Read the records and write them out again exactly.

=== Source records ===

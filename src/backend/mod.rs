//! Object storage collaborators.
//!
//! The readers never talk to a storage service directly. They go through
//! [`ObjectBackend`], which offers exactly two operations: a metadata
//! request returning the object length and a range request returning a
//! byte stream. Region-aware readers additionally get a [`BackendFactory`]
//! that can build a backend bound to another region.
//!
//! Failures are normalized into [`BackendError`], so region recovery only
//! needs to inspect a status code and a set of headers.

mod http;
pub mod memory;
mod s3;

pub use http::{HttpBackend, HttpBackendFactory, HttpOptions};
pub use memory::{InMemoryBackend, InMemoryFactory};
pub use s3::{S3Backend, S3BackendFactory};

use std::collections::HashMap;
use std::fmt;
use std::pin::Pin;
use std::sync::Arc;

use async_trait::async_trait;
use thiserror::Error;
use tokio::io::AsyncRead;

use crate::io::ByteRange;

/// Metadata returned by a metadata request.
#[derive(Debug, Clone, Copy, PartialEq, Eq)]
pub struct ObjectMetadata {
    /// Length reported by the backend, as reported. May be missing or
    /// negative; the size resolver validates it.
    pub content_length: Option<i64>,
}

/// Response body of a range request.
pub struct RangeBody {
    /// Length declared by the backend for this response, if any.
    pub content_length: Option<u64>,
    pub stream: Pin<Box<dyn AsyncRead + Send>>,
}

impl RangeBody {
    pub fn new(content_length: Option<u64>, stream: Pin<Box<dyn AsyncRead + Send>>) -> Self {
        Self {
            content_length,
            stream,
        }
    }
}

impl fmt::Debug for RangeBody {
    fn fmt(&self, f: &mut fmt::Formatter<'_>) -> fmt::Result {
        f.debug_struct("RangeBody")
            .field("content_length", &self.content_length)
            .finish_non_exhaustive()
    }
}

/// A storage client able to serve metadata and range requests.
#[async_trait]
pub trait ObjectBackend: Send + Sync {
    /// Fetch the metadata of `bucket/key`.
    async fn head_object(&self, bucket: &str, key: &str) -> Result<ObjectMetadata, BackendError>;

    /// Fetch the bytes of `range` from `bucket/key`.
    async fn get_range(
        &self,
        bucket: &str,
        key: &str,
        range: ByteRange,
    ) -> Result<RangeBody, BackendError>;
}

/// Builds backends from a shared set of base connection options.
pub trait BackendFactory: Send + Sync {
    /// The backend bound to the base options' own region.
    fn base_client(&self) -> Result<Arc<dyn ObjectBackend>, BackendError>;

    /// A backend identical to the base one but bound to `region`.
    fn for_region(&self, region: &str) -> Result<Arc<dyn ObjectBackend>, BackendError>;
}

/// A request that reached the service and got an unsuccessful response.
#[derive(Debug, Clone, PartialEq, Eq)]
pub struct FailedRequest {
    pub status: u16,
    /// Response headers, keyed by lower-cased name.
    pub headers: HashMap<String, String>,
    pub message: String,
}

impl FailedRequest {
    pub fn new(status: u16, message: impl Into<String>) -> Self {
        Self {
            status,
            headers: HashMap::new(),
            message: message.into(),
        }
    }

    pub fn with_header(mut self, name: &str, value: impl Into<String>) -> Self {
        self.headers.insert(name.to_ascii_lowercase(), value.into());
        self
    }

    /// Look up a header by name, ignoring case.
    pub fn header(&self, name: &str) -> Option<&str> {
        self.headers
            .get(&name.to_ascii_lowercase())
            .map(String::as_str)
    }

    pub fn is_redirect(&self) -> bool {
        (300..400).contains(&self.status)
    }
}

impl fmt::Display for FailedRequest {
    fn fmt(&self, f: &mut fmt::Formatter<'_>) -> fmt::Result {
        if self.message.is_empty() {
            write!(f, "status {}", self.status)
        } else {
            write!(f, "status {}: {}", self.status, self.message)
        }
    }
}

/// Failure of a backend call.
#[derive(Error, Debug)]
pub enum BackendError {
    /// The service answered with an unsuccessful status.
    #[error("request failed with {0}")]
    Response(FailedRequest),

    /// The request never produced a response.
    #[error(transparent)]
    Transport(Box<dyn std::error::Error + Send + Sync>),

    /// A client could not be built from the given options.
    #[error("invalid client options: {0}")]
    Options(String),
}

impl BackendError {
    pub fn transport(err: impl std::error::Error + Send + Sync + 'static) -> Self {
        BackendError::Transport(Box::new(err))
    }

    /// The failed response, when the request reached the service.
    pub fn response(&self) -> Option<&FailedRequest> {
        match self {
            BackendError::Response(failed) => Some(failed),
            _ => None,
        }
    }
}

===

◆ Answer box
filename src/backend/mod.rs
//! Object storage collaborators.
//!
//! The readers never talk to a storage service directly. They go through
//! [`ObjectBackend`], which offers exactly two operations: a metadata
//! request returning the object length and a range request returning a
//! byte stream. Region-aware readers additionally get a [`BackendFactory`]
//! that can build a backend bound to another region.
//!
//! Failures are normalized into [`BackendError`], so region recovery only
//! needs to inspect a status code and a set of headers.

mod http;
pub mod memory;
mod s3;

pub use http::{HttpBackend, HttpBackendFactory, HttpOptions};
pub use memory::{InMemoryBackend, InMemoryFactory};
pub use s3::{S3Backend, S3BackendFactory};

use std::collections::HashMap;
use std::fmt;
use std::pin::Pin;
use std::sync::Arc;

use async_trait::async_trait;
use thiserror::Error;
use tokio::io::AsyncRead;

use crate::io::ByteRange;

/// Metadata returned by a metadata request.
#[derive(Debug, Clone, Copy, PartialEq, Eq)]
pub struct ObjectMetadata {
    /// Length reported by the backend, as reported. May be missing or
    /// negative; the size resolver validates it.
    pub content_length: Option<i64>,
}

/// Response body of a range request.
pub struct RangeBody {
    /// Length declared by the backend for this response, if any.
    pub content_length: Option<u64>,
    pub stream: Pin<Box<dyn AsyncRead + Send>>,
}

impl RangeBody {
    pub fn new(content_length: Option<u64>, stream: Pin<Box<dyn AsyncRead + Send>>) -> Self {
        Self {
            content_length,
            stream,
        }
    }
}

impl fmt::Debug for RangeBody {
    fn fmt(&self, f: &mut fmt::Formatter<'_>) -> fmt::Result {
        f.debug_struct("RangeBody")
            .field("content_length", &self.content_length)
            .finish_non_exhaustive()
    }
}

/// A storage client able to serve metadata and range requests.
#[async_trait]
pub trait ObjectBackend: Send + Sync {
    /// Fetch the metadata of `bucket/key`.
    async fn head_object(&self, bucket: &str, key: &str) -> Result<ObjectMetadata, BackendError>;

    /// Fetch the bytes of `range` from `bucket/key`.
    async fn get_range(
        &self,
        bucket: &str,
        key: &str,
        range: ByteRange,
    ) -> Result<RangeBody, BackendError>;
}

/// Builds backends from a shared set of base connection options.
pub trait BackendFactory: Send + Sync {
    /// The backend bound to the base options' own region.
    fn base_client(&self) -> Result<Arc<dyn ObjectBackend>, BackendError>;

    /// A backend identical to the base one but bound to `region`.
    fn for_region(&self, region: &str) -> Result<Arc<dyn ObjectBackend>, BackendError>;
}

/// A request that reached the service and got an unsuccessful response.
#[derive(Debug, Clone, PartialEq, Eq)]
pub struct FailedRequest {
    pub status: u16,
    /// Response headers, keyed by lower-cased name.
    pub headers: HashMap<String, String>,
    pub message: String,
}

impl FailedRequest {
    pub fn new(status: u16, message: impl Into<String>) -> Self {
        Self {
            status,
            headers: HashMap::new(),
            message: message.into(),
        }
    }

    pub fn with_header(mut self, name: &str, value: impl Into<String>) -> Self {
        self.headers.insert(name.to_ascii_lowercase(), value.into());
        self
    }

    /// Look up a header by name, ignoring case.
    pub fn header(&self, name: &str) -> Option<&str> {
        self.headers
            .get(&name.to_ascii_lowercase())
            .map(String::as_str)
    }

    pub fn is_redirect(&self) -> bool {
        (300..400).contains(&self.status)
    }
}

impl fmt::Display for FailedRequest {
    fn fmt(&self, f: &mut fmt::Formatter<'_>) -> fmt::Result {
        if self.message.is_empty() {
            write!(f, "status {}", self.status)
        } else {
            write!(f, "status {}: {}", self.status, self.message)
        }
    }
}

/// Failure of a backend call.
#[derive(Error, Debug)]
pub enum BackendError {
    /// The service answered with an unsuccessful status.
    #[error("request failed with {0}")]
    Response(FailedRequest),

    /// The request never produced a response.
    #[error(transparent)]
    Transport(Box<dyn std::error::Error + Send + Sync>),

    /// A client could not be built from the given options.
    #[error("invalid client options: {0}")]
    Options(String),
}

impl BackendError {
    pub fn transport(err: impl std::error::Error + Send + Sync + 'static) -> Self {
        BackendError::Transport(Box::new(err))
    }

    /// The failed response, when the request reached the service.
    pub fn response(&self) -> Option<&FailedRequest> {
        match self {
            BackendError::Response(failed) => Some(failed),
            _ => None,
        }
    }
}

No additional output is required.